We have a Hybrid Exchange Set up, with Exchange 2013 Online and O365. We are looking to see if we can configure ARS  such that DL Owners can Manage their Own DLs and do not contact Service Desk for DL Modifications. If the solution exists, appreciate if you can point to the correct reference collateral.

  • Sync. Hybrid Exchange Set up, with Exchange 2013 both on-premises and Cloud / O365 will require PROD AD01 and Cloud AD02 Sync. (assumption) MSFT DirSync does the Sync. On one hand, it is industry standard configuration. Indeed. On other hand, in past, ARS did not support the situation with MSFT DirSync involved due limitations imposed by MSFT DirSync API side.
    Documentation: ARS package provides docs describing explicitly what support is/is not supported.
    I strongly recommend to ask ARS Product management to confirm current situation, with possibility that ARS started to support the very common scenario.
  • The issue here has to do with the "rules" around how Msft wants you to manage Hybrid environments. i.e. what operations may be performed on the local AD (and synced to the Cloud by Dirsync) vs. what must be done in the Cloud directly.
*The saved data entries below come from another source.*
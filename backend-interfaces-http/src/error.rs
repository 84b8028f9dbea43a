use axum::http::StatusCode;
use axum::response::{IntoResponse, Response};
use axum::Json;
use serde::Serialize;
use tracing::error;

use backend_application::AppError;

#[derive(Debug)]
pub enum HttpError {
    Unauthorized,
    BadRequest(String),
    NotFound(String),
    Internal(String),
}

impl From<AppError> for HttpError {
    fn from(value: AppError) -> Self {
        match value {
            AppError::Unauthorized => HttpError::Unauthorized,
            AppError::BadRequest(msg) => HttpError::BadRequest(msg),
            AppError::NotFound(what) => HttpError::NotFound(what),
            AppError::Internal(err) => {
                error!("request failed: {:#}", err);
                HttpError::Internal(err.to_string())
            }
        }
    }
}

#[derive(Serialize)]
struct ErrorBody {
    error: String,
}

impl IntoResponse for HttpError {
    fn into_response(self) -> Response {
        let (status, message) = match self {
            HttpError::Unauthorized => (StatusCode::UNAUTHORIZED, "unauthorized".to_string()),
            HttpError::BadRequest(msg) => (StatusCode::BAD_REQUEST, format!("bad request: {}", msg)),
            HttpError::NotFound(what) => (StatusCode::NOT_FOUND, format!("{} not found", what)),
            HttpError::Internal(msg) => (StatusCode::INTERNAL_SERVER_ERROR, msg),
        };
        (status, Json(ErrorBody { error: message })).into_response()
    }
}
Now in theory, from a purely AD perspective you could delegate your DL owners to manage the on-prem versions of their DLs via ARS. The question is whether or not this is acceptable from an Msft Hybrid perspective. This article suggests that it is:

    So basically, all you are doing is using ARS to grant group owners the ability to modify DL (group) memberships in the on-prem AD. There's nothing really "special" going on here - the DLs are just groups and you are using ARS Access Templates to grant the ability to manage their membership.
  • we can make ARS to manage on-premises AD01 the same way as AD ADmin team would do manually via ADUC.mmc.
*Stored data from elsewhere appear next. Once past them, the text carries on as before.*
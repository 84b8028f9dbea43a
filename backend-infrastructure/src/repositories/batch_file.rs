use std::path::PathBuf;

use anyhow::Context;
use async_trait::async_trait;
use tokio::fs;

use backend_domain::ports::BatchSource;

/// Batch file read from disk on every import.
pub struct FileBatchSource {
    path: PathBuf,
}

impl FileBatchSource {
    pub fn new(path: impl Into<PathBuf>) -> Self {
        Self { path: path.into() }
    }
}

#[async_trait]
impl BatchSource for FileBatchSource {
    async fn read_batch(&self) -> anyhow::Result<String> {
        fs::read_to_string(&self.path)
            .await
            .with_context(|| format!("failed to read {}", self.path.display()))
    }

    fn describe(&self) -> String {
        self.path.display().to_string()
    }
}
    Will it be supported by MSFT DirSync (why not?)?
    (I expect) There will be certain actions/attributes (probably exchange related) on AD objects to be owned solely by MSFT DirSync and none should touch it? and the touch must be done via Exchange API/cmdlets, not AD ADSI API. Will ARS be aware of / support the limitation on ARS side?
  • Aidar, see my post above. I included an article that discusses the topic of on-prem management of Office 365 DLs.
  • I have the same problem with our DL Management.
    I have found an ARS template to give anyone the option to manage their DL membership but I only want the OWNER to manage the DL membership. I am new to ARS and we have just installed v7.2, thanks for your help.